In the profiles of the available databases, the data had a correct description of the profiles, so most of them are incorporated into SISLAC. In these, the main attributes available were SOC, pH, clay, silt, and sand. With these data, an increase in the database of more than 50 % was achieved, since the revised SISLAC database had just over 42 000 records and the number of soil profiles in the new version exceeds 66 000 from the entire Latin American region.

4.2 Latin American and Caribbean (LAC) soils

A principal component analysis (PCA) considering the profile attributes and soil variables with the highest number of records (SOC, pH, ECEC, and clay and sand content; number of horizons; and profile depth) was carried out to characterize the new SISLAC database. A way to validate the database information was to relate those profile attributes and soil variables with a soil classification. In the database, just 37 % of the soil profiles have a taxonomic classification, 26 % based on the USDA (profiles in Argentina, Colombia, and Ecuador, principally) and 11 % based on the WRB (profiles in Mexico) taxonomic classification system.

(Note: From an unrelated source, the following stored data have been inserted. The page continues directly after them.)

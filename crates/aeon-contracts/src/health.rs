//! Backend proxy health types used by the availability circuit breaker.
//!
//! A `ProxyHealthRecord` starts `Available`, flips to `Unavailable` when the
//! wrapped backend reports a failure signal, and flips back either
//! explicitly (successful health check) or lazily once the recovery delay
//! has elapsed at the next availability query.

use chrono::{DateTime, Duration, Utc};
use serde::{Deserialize, Serialize};

/// Recovery delay used when a proxy is never configured with one.
pub const DEFAULT_RECOVERY_DELAY_SECS: i64 = 600;

/// Longest accepted recovery delay: one year.
pub const MAX_RECOVERY_DELAY_SECS: i64 = 365 * 86_400;

/// Longest accepted health-check interval: one day.
pub const MAX_PROBE_INTERVAL_SECS: u64 = 86_400;

/// The recovery delay for `secs`, or `None` outside `1..=MAX_RECOVERY_DELAY_SECS`.
pub fn recovery_delay_from_secs(secs: i64) -> Option<Duration> {
    if (1..=MAX_RECOVERY_DELAY_SECS).contains(&secs) {
        Duration::try_seconds(secs)
    } else {
        None
    }
}

/// Circuit state of one proxy.
#[derive(Debug, Clone, Copy, PartialEq, Eq, Serialize, Deserialize)]
#[serde(rename_all = "kebab-case")]
pub enum Availability {
    Available,
    Unavailable,
}

/// Health bookkeeping for a single backend proxy.
#[derive(Debug, Clone, PartialEq, Serialize, Deserialize)]
pub struct ProxyHealthRecord {
    pub availability: Availability,
    /// Set while `Unavailable`; cleared on recovery.
    pub unavailable_since: Option<DateTime<Utc>>,
    #[serde(with = "duration_secs")]
    pub recovery_delay: Duration,
    /// Number of Available → Unavailable transitions.
    pub unavailable_count: u64,
    /// Number of distinct failure signals recorded.
    pub exception_count: u64,
}

impl Default for ProxyHealthRecord {
    fn default() -> Self {
        Self {
            availability: Availability::Available,
            unavailable_since: None,
            recovery_delay: Duration::seconds(DEFAULT_RECOVERY_DELAY_SECS),
            unavailable_count: 0,
            exception_count: 0,
        }
    }
}

impl ProxyHealthRecord {
    pub fn is_available(&self) -> bool {
        self.availability == Availability::Available
    }

    /// True when the proxy is `Unavailable` and `now` is at or past the end
    /// of the recovery window.
    ///
    /// An `Unavailable` record without a timestamp counts as recovered.
    pub fn recovery_due(&self, now: DateTime<Utc>) -> bool {
        match (self.availability, self.unavailable_since) {
            (Availability::Available, _) => false,
            (Availability::Unavailable, None) => true,
            (Availability::Unavailable, Some(since)) => now - since >= self.recovery_delay,
        }
    }
}

/// Stores a `chrono::Duration` as whole seconds.
mod duration_secs {
    use chrono::Duration;
    use serde::{de::Error, Deserialize, Deserializer, Serializer};

    pub fn serialize<S: Serializer>(value: &Duration, serializer: S) -> Result<S::Ok, S::Error> {
        serializer.serialize_i64(value.num_seconds())
    }

    pub fn deserialize<'de, D: Deserializer<'de>>(deserializer: D) -> Result<Duration, D::Error> {
        let secs = i64::deserialize(deserializer)?;
        Duration::try_seconds(secs)
            .ok_or_else(|| D::Error::custom(format!("duration of {secs}s is out of range")))
    }
}

/// What went wrong in a downstream backend call.
#[derive(Debug, Clone, PartialEq, Eq, Serialize, Deserialize)]
#[serde(tag = "kind", content = "detail", rename_all = "kebab-case")]
pub enum FailureKind {
    /// The provider rejected the request because of rate limiting.
    RateLimited,
    /// The call did not complete within the caller-supplied timeout.
    Timeout,
    /// Any other transport or provider error.
    Backend(String),
}

/// A single failure report from a backend call.
///
/// `signal_id` identifies the failure so that a report delivered twice is
/// only counted once.
#[derive(Debug, Clone, PartialEq, Eq, Serialize, Deserialize)]
pub struct FailureSignal {
    pub signal_id: uuid::Uuid,
    pub kind: FailureKind,
}

impl FailureSignal {
    pub fn new(kind: FailureKind) -> Self {
        Self {
            signal_id: uuid::Uuid::new_v4(),
            kind,
        }
    }

    pub fn rate_limited() -> Self {
        Self::new(FailureKind::RateLimited)
    }

    pub fn timeout() -> Self {
        Self::new(FailureKind::Timeout)
    }
}

impl std::fmt::Display for FailureKind {
    fn fmt(&self, f: &mut std::fmt::Formatter<'_>) -> std::fmt::Result {
        match self {
            FailureKind::RateLimited => f.write_str("rate limited"),
            FailureKind::Timeout => f.write_str("timed out"),
            FailureKind::Backend(detail) => write!(f, "backend error: {detail}"),
        }
    }
}
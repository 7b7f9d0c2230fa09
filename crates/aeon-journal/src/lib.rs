//! # aeon-journal
//!
//! Append-only, SHA-256 hash-chained event journals for the AEON runtime.
//!
//! ## Overview
//!
//! Every committed event is wrapped in a `JournalEntry` that links to the
//! previous entry of the same agent via its SHA-256 hash. Tampering with any
//! entry, even a single byte, breaks the chain and is detected by
//! `verify_chain`. Both journals verify the chain whenever a stream is read,
//! so a tampered log refuses to activate.
//!
//! - `InMemoryJournal` : the reference implementation, used by tests and demos
//! - `FileJournal`     : one JSON-lines file per agent, survives restarts
//!
//! ## Usage
//!
//! ```rust,ignore
//! use aeon_journal::InMemoryJournal;
//!
//! let journal = Arc::new(InMemoryJournal::new());
//! let runtime = Runtime::builder().journal(journal.clone()).build()?;
//! // ... run agents ...
//! assert!(journal.verify_all());
//! let stream = journal.export_stream(&address);
//! ```

pub mod chain;
pub mod entry;
pub mod file;
pub mod memory;

pub use chain::{hash_entry, verify_chain};
pub use entry::{JournalEntry, JournalStream};
pub use file::FileJournal;
pub use memory::InMemoryJournal;

// ── Tests ─────────────────────────────────────────────────────────────────────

Therefore, it was necessary to identify the most probable soil group from a unified global source (SoilGrids 2.0) for the 27 960 soil profiles with complete records for the soil variables included in the PCA. Even if it is not a field-based taxonomic classification of each soil profile, the SoilGrids product represents the global tendency of the world soils (Poggio et al., 2021).

Some soil groups are separated from others and strongly correlated with Dim 1 or Dim 2 according to soil variables. As expected, soil groups characterized by the variables included in the PCA are those most differentiated in the analysis. Soil groups characterized by textural attributes such as Arenosols (high content of sand) are strongly correlated with Dim 1, which represents the sand and clay content of the mineral soil. Meanwhile, soil groups characterized by accumulation of sales such as Calcisols (high content of calcium) or Solonetz (high content of exchangeable sodium) are correlated with Dim 2 due to the effect of sales in the pH of the soil; similarly, those soil groups with an accumulation of organic matter such as Phaeozems (dark superficial layers) are also mostly correlated with Dim 2, which represents organic matter characteristics too.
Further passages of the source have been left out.